Monday, January 14, 2013

Drinking Mead Out of the Skulls of my Enemies

Which is why I no longer have any enemies.

A few years ago I bought a bottle of mead, which is wine made from honey. Mead is supposed to be the earliest fermented drink known.

I found it a little too sweet, almost cloying. I suppose some people might like it a lot.

I prefer a semi-sweet white wine myself, specifically the German ones.

For years I'd thought beer was the first alcoholic drink brewed, but apparently nearly every culture discovered mead first.

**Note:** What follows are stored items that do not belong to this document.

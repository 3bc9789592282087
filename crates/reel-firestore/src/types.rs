//! Firestore REST API types.

use chrono::{DateTime, Utc};
use serde::{Deserialize, Serialize};
use std::collections::HashMap;

/// Firestore document value types.
#[derive(Debug, Clone, PartialEq, Serialize, Deserialize)]
#[serde(rename_all = "camelCase")]
pub enum Value {
    NullValue(()),
    BooleanValue(bool),
    IntegerValue(String), // Firestore sends integers as strings
    DoubleValue(f64),
    TimestampValue(String),
    StringValue(String),
    BytesValue(String),
    ReferenceValue(String),
    GeoPointValue(GeoPoint),
    ArrayValue(ArrayValue),
    MapValue(MapValue),
}

impl Value {
    /// Fields of a map value.
    pub fn as_map(&self) -> Option<&HashMap<String, Value>> {
        match self {
            Value::MapValue(MapValue { fields }) => fields.as_ref(),
            _ => None,
        }
    }

    /// Elements of an array value.
    pub fn as_array(&self) -> Option<&[Value]> {
        match self {
            Value::ArrayValue(ArrayValue { values }) => Some(values.as_deref().unwrap_or(&[])),
            _ => None,
        }
    }
}

#[derive(Debug, Clone, PartialEq, Serialize, Deserialize)]
pub struct GeoPoint {
    pub latitude: f64,
    pub longitude: f64,
}

#[derive(Debug, Clone, PartialEq, Serialize, Deserialize)]
pub struct ArrayValue {
    pub values: Option<Vec<Value>>,
}

#[derive(Debug, Clone, PartialEq, Serialize, Deserialize)]
pub struct MapValue {
    pub fields: Option<HashMap<String, Value>>,
}

/// Firestore document.
#[derive(Debug, Clone, Serialize, Deserialize)]
#[serde(rename_all = "camelCase")]
pub struct Document {
    /// Full resource name
    pub name: Option<String>,
    /// Document fields
    pub fields: Option<HashMap<String, Value>>,
    /// Create time
    pub create_time: Option<String>,
    /// Update time
    pub update_time: Option<String>,
}

impl Document {
    /// Create a new document with the given fields.
    pub fn new(fields: HashMap<String, Value>) -> Self {
        Self {
            name: None,
            fields: Some(fields),
            create_time: None,
            update_time: None,
        }
    }

    /// Document ID: last segment of the resource name.
    pub fn id(&self) -> Option<&str> {
        self.name
            .as_deref()
            .and_then(|n| n.rsplit('/').next())
            .filter(|id| !id.is_empty())
    }

    /// Look up a (possibly nested) field by dotted path, e.g. `story.movie_info.title`.
    pub fn field(&self, path: &str) -> Option<&Value> {
        let mut segments = path.split('.');
        let first = segments.next()?;
        let mut current = self.fields.as_ref()?.get(first)?;
        for segment in segments {
            current = current.as_map()?.get(segment)?;
        }
        Some(current)
    }

    /// Typed field lookup; `None` when the field is missing or has another type.
    pub fn get<T: FromFirestoreValue>(&self, path: &str) -> Option<T> {
        self.field(path).and_then(T::from_firestore_value)
    }
}

/// runQuery request body.
#[derive(Debug, Clone, Serialize)]
#[serde(rename_all = "camelCase")]
pub struct RunQueryRequest {
    pub structured_query: StructuredQuery,
}

/// One element of the runQuery response array.
#[derive(Debug, Clone, Deserialize)]
#[serde(rename_all = "camelCase")]
pub struct RunQueryResponse {
    pub document: Option<Document>,
    pub read_time: Option<String>,
}

/// Structured query over a single collection.
#[derive(Debug, Clone, Default, Serialize)]
#[serde(rename_all = "camelCase")]
pub struct StructuredQuery {
    pub from: Vec<CollectionSelector>,
    #[serde(skip_serializing_if = "Option::is_none")]
    pub r#where: Option<Filter>,
    #[serde(skip_serializing_if = "Option::is_none")]
    pub order_by: Option<Vec<Order>>,
    #[serde(skip_serializing_if = "Option::is_none")]
    pub limit: Option<i32>,
}

impl StructuredQuery {
    /// Query every document of `collection_id`.
    pub fn collection(collection_id: impl Into<String>) -> Self {
        Self {
            from: vec![CollectionSelector {
                collection_id: collection_id.into(),
                all_descendants: None,
            }],
            ..Default::default()
        }
    }

    /// Add a field filter; multiple calls are AND-ed together.
    pub fn filter(mut self, field: &str, op: FieldOp, value: Value) -> Self {
        let next = Filter::field(field, op, value);
        self.r#where = Some(match self.r#where.take() {
            None => next,
            Some(Filter {
                composite_filter: Some(mut composite),
                ..
            }) => {
                composite.filters.push(next);
                Filter::composite(composite)
            }
            Some(existing) => Filter::composite(CompositeFilter {
                op: "AND".to_string(),
                filters: vec![existing, next],
            }),
        });
        self
    }

    pub fn order_by(mut self, field: &str, direction: Direction) -> Self {
        self.order_by.get_or_insert_with(Vec::new).push(Order {
            field: FieldReference::new(field),
            direction,
        });
        self
    }

    pub fn limit(mut self, limit: i32) -> Self {
        self.limit = Some(limit);
        self
    }
}

#[derive(Debug, Clone, Serialize)]
#[serde(rename_all = "camelCase")]
pub struct CollectionSelector {
    pub collection_id: String,
    #[serde(skip_serializing_if = "Option::is_none")]
    pub all_descendants: Option<bool>,
}

#[derive(Debug, Clone, Serialize)]
#[serde(rename_all = "camelCase")]
pub struct Filter {
    #[serde(skip_serializing_if = "Option::is_none")]
    pub composite_filter: Option<CompositeFilter>,
    #[serde(skip_serializing_if = "Option::is_none")]
    pub field_filter: Option<FieldFilter>,
}

impl Filter {
    pub fn field(field: &str, op: FieldOp, value: Value) -> Self {
        Self {
            composite_filter: None,
            field_filter: Some(FieldFilter {
                field: FieldReference::new(field),
                op,
                value,
            }),
        }
    }

    pub fn composite(filter: CompositeFilter) -> Self {
        Self {
            composite_filter: Some(filter),
            field_filter: None,
        }
    }
}

#[derive(Debug, Clone, Serialize)]
pub struct CompositeFilter {
    pub op: String,
    pub filters: Vec<Filter>,
}

#[derive(Debug, Clone, Serialize)]
pub struct FieldFilter {
    pub field: FieldReference,
    pub op: FieldOp,
    pub value: Value,
}

#[derive(Debug, Clone, Copy, PartialEq, Eq, Serialize)]
#[serde(rename_all = "SCREAMING_SNAKE_CASE")]
pub enum FieldOp {
    Equal,
    In,
}

#[derive(Debug, Clone, Serialize)]
#[serde(rename_all = "camelCase")]
pub struct FieldReference {
    pub field_path: String,
}

impl FieldReference {
    pub fn new(path: impl Into<String>) -> Self {
        Self {
            field_path: path.into(),
        }
    }
}

#[derive(Debug, Clone, Serialize)]
pub struct Order {
    pub field: FieldReference,
    pub direction: Direction,
}

#[derive(Debug, Clone, Copy, PartialEq, Eq, Serialize)]
#[serde(rename_all = "SCREAMING_SNAKE_CASE")]
pub enum Direction {
    Ascending,
    Descending,
}

/// Convert a Rust value to Firestore Value.
pub trait ToFirestoreValue {
    fn to_firestore_value(&self) -> Value;
}

impl ToFirestoreValue for String {
    fn to_firestore_value(&self) -> Value {
        Value::StringValue(self.clone())
    }
}

impl ToFirestoreValue for &str {
    fn to_firestore_value(&self) -> Value {
        Value::StringValue(self.to_string())
    }
}

impl ToFirestoreValue for i64 {
    fn to_firestore_value(&self) -> Value {
        Value::IntegerValue(self.to_string())
    }
}

impl ToFirestoreValue for bool {
    fn to_firestore_value(&self) -> Value {
        Value::BooleanValue(*self)
    }
}

impl ToFirestoreValue for DateTime<Utc> {
    fn to_firestore_value(&self) -> Value {
        Value::TimestampValue(self.to_rfc3339())
    }
}

impl<T: ToFirestoreValue> ToFirestoreValue for Option<T> {
    fn to_firestore_value(&self) -> Value {
        match self {
            Some(v) => v.to_firestore_value(),
            None => Value::NullValue(()),
        }
    }
}

impl<T: ToFirestoreValue> ToFirestoreValue for Vec<T> {
    fn to_firestore_value(&self) -> Value {
        Value::ArrayValue(ArrayValue {
            values: Some(self.iter().map(|v| v.to_firestore_value()).collect()),
        })
    }
}

/// Convert Firestore Value to Rust type.
pub trait FromFirestoreValue: Sized {
    fn from_firestore_value(value: &Value) -> Option<Self>;
}

impl FromFirestoreValue for String {
    fn from_firestore_value(value: &Value) -> Option<Self> {
        match value {
            Value::StringValue(s) => Some(s.clone()),
            _ => None,
        }
    }
}

impl FromFirestoreValue for i64 {
    fn from_firestore_value(value: &Value) -> Option<Self> {
        match value {
            Value::IntegerValue(s) => s.parse().ok(),
            Value::DoubleValue(f) => Some(*f as i64),
            _ => None,
        }
    }
}

impl FromFirestoreValue for bool {
    fn from_firestore_value(value: &Value) -> Option<Self> {
        match value {
            Value::BooleanValue(b) => Some(*b),
            _ => None,
        }
    }
}

impl FromFirestoreValue for DateTime<Utc> {
    fn from_firestore_value(value: &Value) -> Option<Self> {
        match value {
            Value::TimestampValue(s) => DateTime::parse_from_rfc3339(s).ok().map(|dt| dt.into()),
            _ => None,
        }
    }
}

impl<T: FromFirestoreValue> FromFirestoreValue for Vec<T> {
    fn from_firestore_value(value: &Value) -> Option<Self> {
        value
            .as_array()
            .map(|values| values.iter().filter_map(T::from_firestore_value).collect())
    }
}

I find that a little odd, since the high osmotic pressure in honey means bacteria, viruses and yeast cannot live in it.

I supposed someone watered it down, threw in some naturally-fermented berries, let it set for a while....then drank it.

Then I suppose some people became Beserkers, ventured forth and made drinking bowls out of their enemies' skulls. That's what I'd do.

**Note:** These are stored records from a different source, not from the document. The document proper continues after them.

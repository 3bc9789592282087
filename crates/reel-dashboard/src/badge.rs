//! Navigation badge counting the user's unfinished jobs.

use std::time::Duration;

use reel_firestore::{MovieRepository, Subscription};
use reel_models::Job;

/// Live count of queued and processing jobs.
pub struct ActiveJobsBadge {
    subscription: Subscription<Job>,
    count: usize,
}

impl ActiveJobsBadge {
    pub fn open(repo: &MovieRepository, user_id: &str, poll_interval: Duration) -> Self {
        Self {
            subscription: repo.watch_active(user_id, poll_interval),
            count: 0,
        }
    }

    /// Last known count; 0 until the first snapshot.
    pub fn count(&self) -> usize {
        self.count
    }

    /// Text for the badge, hidden when nothing is running.
    pub fn label(&self) -> Option<String> {
        (self.count > 0).then(|| self.count.to_string())
    }

    /// Wait for the count to change.
    pub async fn next(&mut self) -> Option<usize> {
        let jobs = self.subscription.next().await?;
        self.count = count_active(&jobs);
        Some(self.count)
    }

    pub async fn close(self) {
        self.subscription.cancel().await;
    }
}

/// The query already filters on status; a job that finished between the
/// query and the read is still not counted.
fn count_active(jobs: &[Job]) -> usize {
    jobs.iter()
        .filter(|j| j.status.is_some_and(|s| s.is_active()))
        .count()
}

#[cfg(test)]
mod tests {
    use super::*;
    use reel_models::JobStatus;

    #[test]
    fn test_count_active() {
        let jobs = vec![
            Job::new("a", "u1").with_status(JobStatus::Queued),
            Job::new("b", "u1").with_status(JobStatus::Processing),
            Job::new("c", "u1").with_status(JobStatus::Completed),
            Job::new("d", "u1"),
        ];
        assert_eq!(count_active(&jobs), 2);
        assert_eq!(count_active(&[]), 0);
    }
}
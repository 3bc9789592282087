//! Public catalog grouping.

use serde::Serialize;

use crate::job::Job;

/// A row of the public catalog: published movies sharing a genre.
#[derive(Debug, Clone, PartialEq, Serialize)]
pub struct Category {
    /// Normalized genre key
    pub id: String,
    pub title: String,
    pub movies: Vec<Job>,
}

/// Lowercased, trimmed genre; `other` when the movie carries none.
pub fn normalize_genre(job: &Job) -> String {
    let genre = job.display_genre().map(|g| g.trim().to_lowercase());
    match genre {
        Some(g) if !g.is_empty() => g,
        _ => "other".to_string(),
    }
}

/// Group movies by genre. Categories keep the order in which their genre
/// first appears; movies keep their input order within a category.
pub fn group_by_genre(movies: impl IntoIterator<Item = Job>) -> Vec<Category> {
    let mut categories: Vec<Category> = Vec::new();

    for movie in movies {
        let genre = normalize_genre(&movie);
        match categories.iter_mut().find(|c| c.id == genre) {
            Some(category) => category.movies.push(movie),
            None => categories.push(Category {
                title: format!("{} Movies", capitalize(&genre)),
                id: genre,
                movies: vec![movie],
            }),
        }
    }

    categories
}

fn capitalize(s: &str) -> String {
    let mut chars = s.chars();
    match chars.next() {
        Some(first) => first.to_uppercase().chain(chars).collect(),
        None => String::new(),
    }
}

But anyway, for a while I couldn't find mead at the store so I had to buy it online. These days, some liquor stores do sell it, but when I want some I usually buy it online.

1 comment:

Ingemar said...

I am pretty sure most, if not all meads were watered down prior to fermentation. (Modern mead recipes call for 2 to 3 pounds of honey per gallon of must, adjusted for final sweetness/dryness). A Polish recipe centuries old calls for a 1:1 volumetric ratio of water and honey for the ferment.

I speak as an experienced (if hobby scale) mead maker.